For farm machinery companies like AGCO, whose business is highly seasonal, sourcing problems could mean lost sales.
Lonn Schlueter, an Iowa-based dealer who sells rival equipment maker CNH Industrial’s New Holland tractors and Kinze’s planters, told Reuters he is scouting for used tractors as the orders for new ones are not expected to be delivered before the end of the year.
“The big problem is getting inventory, getting the product to sell,” Schlueter said. “We are told that the manufacturing is really delayed because they can’t get raw products to finish up the machines.”
See graphic on customers' inventories: tmsnrt.rs/3aeQyUq
Tractor supply in North America is the tightest in 18 years, according to Jefferies Equity Research. A recent Morgan Stanley survey of U.S. farm equipment dealers noted concerns about the potential impact of a lack of inventory on sales.
While dealers of all major farm equipment brands complained of tight inventories, the survey found that the situation was worse for those selling Deere’s equipment.
The Illinois-based company declined to comment. However, in February, Deere told investors it was facing growing constraints for some electronic components.
AGCO is prioritizing orders that dealers have received from customers over those placed to replenish stocks at showrooms. Chief Executive Eric Hansotia said he is talking to the company’s top suppliers and using “creative solutions” to get a handle on the supply situation.
The company is relying more on air freight to move components and is buying machines, particularly in South America and Europe, to help suppliers ramp up. It has added more shifts on weekends and moved production into its own factories in cases where suppliers are out of capacity.
AGCO is also storing excess raw material in its warehouses and has authorized its suppliers to procure up to 30 weeks of materials that are in short supply.
It is trying to leverage its network of global suppliers to address the shortfalls.
See graphic on order backlog: tmsnrt.rs/3gcTMeU
For example, capacity constraints and dwindling rubber supplies in part due to strong Chinese demand are causing tire shortages, particularly in Brazil. To get around the problem, AGCO is shipping tires to its factories in the South American country from suppliers in Asia and Europe - a departure from the company’s standard policy of buying them locally.
In the United States, it has shifted production out of some locations where it has become difficult to increase headcount because of COVID-19 restrictions.
“It’s our number one challenge right now by far - managing all the logistics and the volatility in the system,” Hansotia told Reuters.
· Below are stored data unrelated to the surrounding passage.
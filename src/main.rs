//! Washbay Server - car-wash slot booking
//!
//! REST API over PostgreSQL with a Redis slot grid cache.

use std::{net::SocketAddr, sync::Arc, time::Duration};

use anyhow::Context;
use sqlx::postgres::PgPoolOptions;
use tower_http::{
    compression::CompressionLayer,
    cors::{Any, CorsLayer},
    trace::TraceLayer,
};
use tracing_subscriber::{layer::SubscriberExt, util::SubscriberInitExt};

use washbay_server::{
    api,
    config::AppConfig,
    repository::Repository,
    services::{redis::RedisService, Services},
    AppState,
};

#[tokio::main]
async fn main() -> anyhow::Result<()> {
    // Load environment variables from .env file
    dotenvy::dotenv().ok();

    let config = AppConfig::load().context("Failed to load configuration")?;

    // Initialize tracing
    let filter = tracing_subscriber::EnvFilter::try_from_default_env()
        .unwrap_or_else(|_| format!("washbay_server={},tower_http=debug", config.logging.level).into());

    let registry = tracing_subscriber::registry().with(filter);
    if config.logging.format == "json" {
        registry.with(tracing_subscriber::fmt::layer().json()).init();
    } else {
        registry.with(tracing_subscriber::fmt::layer()).init();
    }

    tracing::info!("Starting Washbay Server v{}", env!("CARGO_PKG_VERSION"));

    // Create database connection pool
    let pool = PgPoolOptions::new()
        .max_connections(config.database.max_connections)
        .min_connections(config.database.min_connections)
        .acquire_timeout(Duration::from_secs(5))
        .connect(&config.database.url)
        .await
        .context("Failed to connect to database")?;

    tracing::info!("Connected to database");

    sqlx::migrate!("./migrations")
        .run(&pool)
        .await
        .context("Failed to run database migrations")?;

    tracing::info!("Database migrations completed");

    let redis_service = RedisService::new(&config.redis)
        .await
        .context("Failed to connect to Redis")?;

    tracing::info!("Connected to Redis");

    let addr = SocketAddr::new(
        config.server.host.parse().context("Invalid host address")?,
        config.server.port,
    );

    let repository = Repository::new(pool, config.database.query_timeout());
    let services = Services::new(repository, redis_service);

    let state = AppState {
        config: Arc::new(config),
        services: Arc::new(services),
    };

    let cors = CorsLayer::new()
        .allow_origin(Any)
        .allow_methods(Any)
        .allow_headers(Any);

    let app = api::router(state)
        .layer(TraceLayer::new_for_http())
        .layer(CompressionLayer::new())
        .layer(cors);

    tracing::info!("Server listening on http://{}", addr);

    let listener = tokio::net::TcpListener::bind(addr).await?;
    axum::serve(listener, app).await?;

    Ok(())
}
use serde::{Deserialize, Serialize};

use crate::{
    autorole::AutoRole, ticket_category::TicketCategory, ticket_texts::TicketTexts,
    welcome::WelcomeSettings,
};

/// Root of the settings document.
#[derive(Clone, Debug, PartialEq, Eq, Serialize, Deserialize)]
#[serde(default)]
pub struct BotSettings {
    /// Prefix for message commands such as `!hug`.
    pub prefix: String,
    pub tickets: TicketSettings,
    pub welcome: WelcomeSettings,
    pub autoroles: Vec<AutoRole>,
}

impl Default for BotSettings {
    fn default() -> Self {
        Self {
            prefix: "!".to_string(),
            tickets: TicketSettings::default(),
            welcome: WelcomeSettings::default(),
            autoroles: Vec::new(),
        }
    }
}

/// Ticket system configuration.
#[derive(Clone, Debug, PartialEq, Eq, Serialize, Deserialize)]
#[serde(default)]
pub struct TicketSettings {
    /// Channel category new ticket channels are created under.
    pub parent_category_id: Option<u64>,
    /// Role allowed to claim tickets and change their priority.
    pub support_role_id: Option<u64>,
    /// Channel receiving one audit message per ticket transition.
    pub log_channel_id: Option<u64>,
    /// Intake categories in display order.
    pub categories: Vec<TicketCategory>,
    pub texts: TicketTexts,
}

impl Default for TicketSettings {
    fn default() -> Self {
        Self {
            parent_category_id: None,
            support_role_id: None,
            log_channel_id: None,
            categories: vec![
                TicketCategory {
                    id: "soporte".to_string(),
                    label: "Support".to_string(),
                    description: "General help with the server or its services".to_string(),
                    emoji: "🛠️".to_string(),
                },
                TicketCategory {
                    id: "reportes".to_string(),
                    label: "Reports".to_string(),
                    description: "Report a member or a rule violation".to_string(),
                    emoji: "🚨".to_string(),
                },
            ],
            texts: TicketTexts::default(),
        }
    }
}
‘I HAVE NEVER SEEN ANYTHING LIKE THIS’
It is a sharp contrast from last spring when machinery companies including AGCO were cutting production, anticipating a prolonged downturn in equipment demand. Back then, no one expected “a hot market like this,” Hansotia said.
The shortages have not yet interrupted AGCO’s production, but its procurement team is working feverishly to secure alternative supplies of semiconductor chips, steel and plastics.
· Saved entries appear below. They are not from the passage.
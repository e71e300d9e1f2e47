use serenity::all::{CommandInteraction, Context, CreateInteractionResponse, ModalInteraction};

use super::{modal_value, reply_ephemeral, Responder};
use crate::{
    error::AppError,
    model::embed::EmbedDraft,
    service::embed::{
        embed_modal, EmbedService, COLOR_FIELD, DESCRIPTION_FIELD, FOOTER_FIELD, IMAGE_FIELD,
        TITLE_FIELD,
    },
    state::AppState,
};

/// Handles `/embed` by opening the embed builder modal.
pub async fn open_builder(ctx: &Context, command: &CommandInteraction) -> Result<(), AppError> {
    Responder::Command(command)
        .respond(ctx, CreateInteractionResponse::Modal(embed_modal()))
        .await
}

/// Handles the embed builder modal, posting the embed in the channel it was opened in.
pub async fn submit(
    ctx: &Context,
    state: &AppState,
    modal: &ModalInteraction,
) -> Result<(), AppError> {
    let draft = EmbedDraft {
        title: modal_value(modal, TITLE_FIELD),
        description: modal_value(modal, DESCRIPTION_FIELD),
        color: modal_value(modal, COLOR_FIELD),
        image_url: modal_value(modal, IMAGE_FIELD),
        footer: modal_value(modal, FOOTER_FIELD),
    };

    EmbedService::new(state)
        .post(modal.channel_id, &draft)
        .await?;

    reply_ephemeral(ctx, Responder::Modal(modal), "Embed posted.").await
}
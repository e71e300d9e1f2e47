use entity::autorole::AutoRole;

/// Maximum number of autoroles, bounded by five rows of five buttons.
pub const MAX_AUTOROLES: usize = 25;

#[derive(Debug, Clone)]
pub struct CreateAutoRoleParams {
    pub role_id: u64,
    pub label: String,
    pub emoji: Option<String>,
    pub description: Option<String>,
}

impl From<CreateAutoRoleParams> for AutoRole {
    fn from(params: CreateAutoRoleParams) -> Self {
        Self {
            role_id: params.role_id,
            label: params.label,
            emoji: params.emoji,
            description: params.description,
        }
    }
}

/// What a click on an autorole button did.
#[derive(Debug, Clone, Copy, PartialEq, Eq)]
pub enum RoleToggle {
    Added,
    Removed,
}
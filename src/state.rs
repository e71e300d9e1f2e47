//! Application state shared across all event handlers.
//!
//! This module defines the `AppState` struct which holds the stores, the messaging
//! collaborator and the handful of settings services need. The state is built once
//! during startup and cloned into the event handler, every field is cheap to clone.

use serenity::all::{GuildId, UserId};
use std::path::PathBuf;
use std::sync::Arc;

use crate::{
    data::{cooldown::CooldownGuard, settings::SettingsRepository, ticket::TicketRepository},
    scheduler::deletion::DeletionScheduler,
    service::discord::GuildMessenger,
};

/// Application state containing shared resources and dependencies.
///
/// All fields use cheap-to-clone types:
/// - The stores wrap their state in `Arc<RwLock<..>>`, clones share it
/// - `Arc<dyn GuildMessenger>` is a reference-counted pointer
/// - `DeletionScheduler` shares its pending task map
#[derive(Clone)]
pub struct AppState {
    /// Guild the bot manages. Its id doubles as the `@everyone` role id.
    pub guild_id: GuildId,

    /// Guild name as fetched at startup, substituted for `{server}` in ticket texts.
    pub guild_name: String,

    /// The bot's own user, granted access to every ticket channel.
    pub bot_user_id: UserId,

    /// Runtime-editable settings document.
    pub settings: SettingsRepository,

    /// Open and closed tickets of the current process.
    pub tickets: TicketRepository,

    /// Per-user ticket intake cooldowns.
    pub cooldowns: CooldownGuard,

    /// Pending ticket channel deletions.
    pub deletions: DeletionScheduler,

    /// Discord operations used by services.
    pub messenger: Arc<dyn GuildMessenger>,

    /// Directory transcripts are written to.
    pub transcript_dir: Arc<PathBuf>,

    /// Append underlying error text to generic failure replies.
    pub expose_error_details: bool,
}
//! Ticket category parameters.
//!
//! The category record itself is part of the persisted settings schema
//! (`entity::ticket_category::TicketCategory`); this module holds the params used by
//! the registry operations.

use entity::ticket_category::TicketCategory;

/// Maximum number of categories, bounded by Discord's select menu option limit.
pub const MAX_CATEGORIES: usize = 25;

#[derive(Debug, Clone)]
pub struct CreateTicketCategoryParams {
    pub id: String,
    pub label: String,
    pub description: String,
    pub emoji: String,
}

impl From<CreateTicketCategoryParams> for TicketCategory {
    fn from(params: CreateTicketCategoryParams) -> Self {
        Self {
            id: params.id,
            label: params.label,
            description: params.description,
            emoji: params.emoji,
        }
    }
}

/// Partial update of a category. Only provided fields overwrite.
#[derive(Debug, Clone, Default)]
pub struct UpdateTicketCategoryParams {
    pub label: Option<String>,
    pub description: Option<String>,
    pub emoji: Option<String>,
}

impl UpdateTicketCategoryParams {
    pub fn is_empty(&self) -> bool {
        self.label.is_none() && self.description.is_none() && self.emoji.is_none()
    }

    /// Applies the provided fields to `category`.
    pub fn apply(self, category: &mut TicketCategory) {
        if let Some(label) = self.label {
            category.label = label;
        }
        if let Some(description) = self.description {
            category.description = description;
        }
        if let Some(emoji) = self.emoji {
            category.emoji = emoji;
        }
    }
}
While farm equipment makers require far fewer chips than automakers, the drive to make their machines smarter has made them susceptible to chip supply shocks.
Toornman said the number of chips going into AGCO’s tractors has gone up “substantially” in the past decade. As a result, chips are the first item on the agenda at its weekly meetings on supply chains, he said.
Meanwhile, a slow ramp-up in steel production following the cuts last year has made it difficult to procure the metal on time and at a competitive price. Similarly, mass blackouts in Texas following a historic February storm has sparked a global plastics shortage.
Toornman said the wait times for both the raw materials have doubled. He expects steel shortages to persist through the year but has little clarity on when the supplies of plastics would normalize.
“I have never seen anything like this,” Toornman said. “It is ... like a perfect storm.”